In your answer, print each of the records below exactly.

- Stored items
►

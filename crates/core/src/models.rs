//! Wire-format domain records shared by the client and server.
//!
//! These are the JSON shapes exchanged over the REST surface. Embedded
//! collections (product reviews, order line items) travel inline with their
//! parent record; an [`OrderItem`] is an immutable snapshot taken at purchase
//! time, never a live reference to a [`Product`].

use chrono::{DateTime, Utc};
use rust_decimal::Decimal;
use serde::{Deserialize, Serialize};

use crate::types::{Email, OrderId, OrderStatus, ProductId, ReviewId, UserId};

/// A customer review embedded in a product record.
///
/// Reviews are ordered newest-first by convention.
#[derive(Debug, Clone, Serialize, Deserialize, PartialEq)]
#[serde(rename_all = "camelCase")]
pub struct Review {
    pub id: ReviewId,
    /// Author reference.
    pub user: UserId,
    /// Author display name captured at review time.
    pub name: String,
    /// Star rating, 1-5.
    pub rating: u8,
    pub comment: String,
    pub created_at: DateTime<Utc>,
}

/// A catalog product.
///
/// Immutable from the client's perspective except for review appends, which
/// also recompute `rating` and `num_reviews`.
#[derive(Debug, Clone, Serialize, Deserialize, PartialEq)]
#[serde(rename_all = "camelCase")]
pub struct Product {
    pub id: ProductId,
    pub name: String,
    pub description: String,
    pub category: String,
    pub sub_category: String,
    /// Current price in USD.
    pub price: Decimal,
    /// Pre-sale price; present only when the product is marked down.
    #[serde(skip_serializing_if = "Option::is_none")]
    pub original_price: Option<Decimal>,
    /// Ordered image URLs; the first is the primary image.
    pub images: Vec<String>,
    pub sizes: Vec<String>,
    pub colors: Vec<String>,
    pub stock: i32,
    /// Arithmetic mean of all review ratings.
    pub rating: Decimal,
    pub num_reviews: i32,
    /// Embedded reviews, newest first.
    pub reviews: Vec<Review>,
}

/// A shipping destination.
#[derive(Debug, Clone, Serialize, Deserialize, PartialEq, Eq)]
#[serde(rename_all = "camelCase")]
pub struct ShippingAddress {
    pub address: String,
    pub city: String,
    #[serde(skip_serializing_if = "Option::is_none")]
    pub postal_code: Option<String>,
    #[serde(skip_serializing_if = "Option::is_none")]
    pub country: Option<String>,
}

/// Contact details collected at checkout.
///
/// The order confirmation email is sent to this address, which may differ
/// from the account email.
#[derive(Debug, Clone, Serialize, Deserialize, PartialEq, Eq)]
#[serde(rename_all = "camelCase")]
pub struct CustomerDetails {
    pub name: String,
    pub email: String,
    pub phone: String,
}

/// An immutable snapshot of a purchased line item.
///
/// Captured at order time: later catalog price changes do not affect it.
#[derive(Debug, Clone, Serialize, Deserialize, PartialEq)]
#[serde(rename_all = "camelCase")]
pub struct OrderItem {
    /// The product this line was snapshotted from.
    pub product: ProductId,
    pub name: String,
    pub qty: u32,
    pub image: String,
    /// Unit price in USD at purchase time.
    pub price: Decimal,
    pub size: String,
    pub color: String,
}

impl OrderItem {
    /// Line total (unit price times quantity).
    #[must_use]
    pub fn line_total(&self) -> Decimal {
        self.price * Decimal::from(self.qty)
    }
}

/// A placed order.
///
/// Append-only from the client's perspective; status transitions are
/// server-authoritative.
#[derive(Debug, Clone, Serialize, Deserialize, PartialEq)]
#[serde(rename_all = "camelCase")]
pub struct Order {
    pub id: OrderId,
    pub user: UserId,
    pub items: Vec<OrderItem>,
    pub shipping_address: ShippingAddress,
    pub customer: CustomerDetails,
    pub payment_method: String,
    pub total_amount: Decimal,
    pub status: OrderStatus,
    /// Set only on transition into `Delivered`.
    #[serde(skip_serializing_if = "Option::is_none")]
    pub delivered_at: Option<DateTime<Utc>>,
    pub created_at: DateTime<Utc>,
}

/// The user profile as seen by the client.
#[derive(Debug, Clone, Serialize, Deserialize, PartialEq, Eq)]
#[serde(rename_all = "camelCase")]
pub struct UserProfile {
    pub id: UserId,
    pub name: String,
    pub email: Email,
    /// Shipping address remembered from a previous checkout.
    #[serde(skip_serializing_if = "Option::is_none")]
    pub address: Option<ShippingAddress>,
}

#[cfg(test)]
mod tests {
    use super::*;

    #[test]
    fn test_order_item_line_total() {
        let item = OrderItem {
            product: ProductId::new(1),
            name: "Varsity Bomber".to_owned(),
            qty: 3,
            image: "https://example.com/1.jpg".to_owned(),
            price: Decimal::new(7499, 2),
            size: "M".to_owned(),
            color: "Red".to_owned(),
        };
        assert_eq!(item.line_total(), Decimal::new(22497, 2));
    }

    #[test]
    fn test_product_wire_field_names() {
        let product = Product {
            id: ProductId::new(1),
            name: "Classic Denim Jeans".to_owned(),
            description: "Timeless denim".to_owned(),
            category: "Men".to_owned(),
            sub_category: "Jeans".to_owned(),
            price: Decimal::new(7999, 2),
            original_price: None,
            images: vec![],
            sizes: vec!["M".to_owned()],
            colors: vec!["Blue".to_owned()],
            stock: 10,
            rating: Decimal::ZERO,
            num_reviews: 0,
            reviews: vec![],
        };
        let json = serde_json::to_value(&product).unwrap_or_default();
        assert!(json.get("subCategory").is_some());
        assert!(json.get("numReviews").is_some());
        // originalPrice omitted when not on sale
        assert!(json.get("originalPrice").is_none());
    }

    #[test]
    fn test_order_serde_roundtrip() {
        let order = Order {
            id: OrderId::new(10),
            user: UserId::new(2),
            items: vec![],
            shipping_address: ShippingAddress {
                address: "1 Main St".to_owned(),
                city: "Lahore".to_owned(),
                postal_code: None,
                country: None,
            },
            customer: CustomerDetails {
                name: "Ada".to_owned(),
                email: "ada@example.com".to_owned(),
                phone: "555-0100".to_owned(),
            },
            payment_method: "Cash on Delivery".to_owned(),
            total_amount: Decimal::new(500, 2),
            status: OrderStatus::Confirmed,
            delivered_at: None,
            created_at: Utc::now(),
        };
        let json = serde_json::to_string(&order).unwrap_or_default();
        let back: Order = serde_json::from_str(&json).unwrap_or_else(|_| order.clone());
        assert_eq!(back, order);
    }
}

◄

- Final answer
filename crates/core/src/models.rs
//! Wire-format domain records shared by the client and server.
//!
//! These are the JSON shapes exchanged over the REST surface. Embedded
//! collections (product reviews, order line items) travel inline with their
//! parent record; an [`OrderItem`] is an immutable snapshot taken at purchase
//! time, never a live reference to a [`Product`].

use chrono::{DateTime, Utc};
use rust_decimal::Decimal;
use serde::{Deserialize, Serialize};

use crate::types::{Email, OrderId, OrderStatus, ProductId, ReviewId, UserId};

/// A customer review embedded in a product record.
///
/// Reviews are ordered newest-first by convention.
#[derive(Debug, Clone, Serialize, Deserialize, PartialEq)]
#[serde(rename_all = "camelCase")]
pub struct Review {
    pub id: ReviewId,
    /// Author reference.
    pub user: UserId,
    /// Author display name captured at review time.
    pub name: String,
    /// Star rating, 1-5.
    pub rating: u8,
    pub comment: String,
    pub created_at: DateTime<Utc>,
}

/// A catalog product.
///
/// Immutable from the client's perspective except for review appends, which
/// also recompute `rating` and `num_reviews`.
#[derive(Debug, Clone, Serialize, Deserialize, PartialEq)]
#[serde(rename_all = "camelCase")]
pub struct Product {
    pub id: ProductId,
    pub name: String,
    pub description: String,
    pub category: String,
    pub sub_category: String,
    /// Current price in USD.
    pub price: Decimal,
    /// Pre-sale price; present only when the product is marked down.
    #[serde(skip_serializing_if = "Option::is_none")]
    pub original_price: Option<Decimal>,
    /// Ordered image URLs; the first is the primary image.
    pub images: Vec<String>,
    pub sizes: Vec<String>,
    pub colors: Vec<String>,
    pub stock: i32,
    /// Arithmetic mean of all review ratings.
    pub rating: Decimal,
    pub num_reviews: i32,
    /// Embedded reviews, newest first.
    pub reviews: Vec<Review>,
}

/// A shipping destination.
#[derive(Debug, Clone, Serialize, Deserialize, PartialEq, Eq)]
#[serde(rename_all = "camelCase")]
pub struct ShippingAddress {
    pub address: String,
    pub city: String,
    #[serde(skip_serializing_if = "Option::is_none")]
    pub postal_code: Option<String>,
    #[serde(skip_serializing_if = "Option::is_none")]
    pub country: Option<String>,
}

/// Contact details collected at checkout.
///
/// The order confirmation email is sent to this address, which may differ
/// from the account email.
#[derive(Debug, Clone, Serialize, Deserialize, PartialEq, Eq)]
#[serde(rename_all = "camelCase")]
pub struct CustomerDetails {
    pub name: String,
    pub email: String,
    pub phone: String,
}

/// An immutable snapshot of a purchased line item.
///
/// Captured at order time: later catalog price changes do not affect it.
#[derive(Debug, Clone, Serialize, Deserialize, PartialEq)]
#[serde(rename_all = "camelCase")]
pub struct OrderItem {
    /// The product this line was snapshotted from.
    pub product: ProductId,
    pub name: String,
    pub qty: u32,
    pub image: String,
    /// Unit price in USD at purchase time.
    pub price: Decimal,
    pub size: String,
    pub color: String,
}

impl OrderItem {
    /// Line total (unit price times quantity).
    #[must_use]
    pub fn line_total(&self) -> Decimal {
        self.price * Decimal::from(self.qty)
    }
}

/// A placed order.
///
/// Append-only from the client's perspective; status transitions are
/// server-authoritative.
#[derive(Debug, Clone, Serialize, Deserialize, PartialEq)]
#[serde(rename_all = "camelCase")]
pub struct Order {
    pub id: OrderId,
    pub user: UserId,
    pub items: Vec<OrderItem>,
    pub shipping_address: ShippingAddress,
    pub customer: CustomerDetails,
    pub payment_method: String,
    pub total_amount: Decimal,
    pub status: OrderStatus,
    /// Set only on transition into `Delivered`.
    #[serde(skip_serializing_if = "Option::is_none")]
    pub delivered_at: Option<DateTime<Utc>>,
    pub created_at: DateTime<Utc>,
}

/// The user profile as seen by the client.
#[derive(Debug, Clone, Serialize, Deserialize, PartialEq, Eq)]
#[serde(rename_all = "camelCase")]
pub struct UserProfile {
    pub id: UserId,
    pub name: String,
    pub email: Email,
    /// Shipping address remembered from a previous checkout.
    #[serde(skip_serializing_if = "Option::is_none")]
    pub address: Option<ShippingAddress>,
}

#[cfg(test)]
mod tests {
    use super::*;

    #[test]
    fn test_order_item_line_total() {
        let item = OrderItem {
            product: ProductId::new(1),
            name: "Varsity Bomber".to_owned(),
            qty: 3,
            image: "https://example.com/1.jpg".to_owned(),
            price: Decimal::new(7499, 2),
            size: "M".to_owned(),
            color: "Red".to_owned(),
        };
        assert_eq!(item.line_total(), Decimal::new(22497, 2));
    }

    #[test]
    fn test_product_wire_field_names() {
        let product = Product {
            id: ProductId::new(1),
            name: "Classic Denim Jeans".to_owned(),
            description: "Timeless denim".to_owned(),
            category: "Men".to_owned(),
            sub_category: "Jeans".to_owned(),
            price: Decimal::new(7999, 2),
            original_price: None,
            images: vec![],
            sizes: vec!["M".to_owned()],
            colors: vec!["Blue".to_owned()],
            stock: 10,
            rating: Decimal::ZERO,
            num_reviews: 0,
            reviews: vec![],
        };
        let json = serde_json::to_value(&product).unwrap_or_default();
        assert!(json.get("subCategory").is_some());
        assert!(json.get("numReviews").is_some());
        // originalPrice omitted when not on sale
        assert!(json.get("originalPrice").is_none());
    }

    #[test]
    fn test_order_serde_roundtrip() {
        let order = Order {
            id: OrderId::new(10),
            user: UserId::new(2),
            items: vec![],
            shipping_address: ShippingAddress {
                address: "1 Main St".to_owned(),
                city: "Lahore".to_owned(),
                postal_code: None,
                country: None,
            },
            customer: CustomerDetails {
                name: "Ada".to_owned(),
                email: "ada@example.com".to_owned(),
                phone: "555-0100".to_owned(),
            },
            payment_method: "Cash on Delivery".to_owned(),
            total_amount: Decimal::new(500, 2),
            status: OrderStatus::Confirmed,
            delivered_at: None,
            created_at: Utc::now(),
        };
        let json = serde_json::to_string(&order).unwrap_or_default();
        let back: Order = serde_json::from_str(&json).unwrap_or_else(|_| order.clone());
        assert_eq!(back, order);
    }
}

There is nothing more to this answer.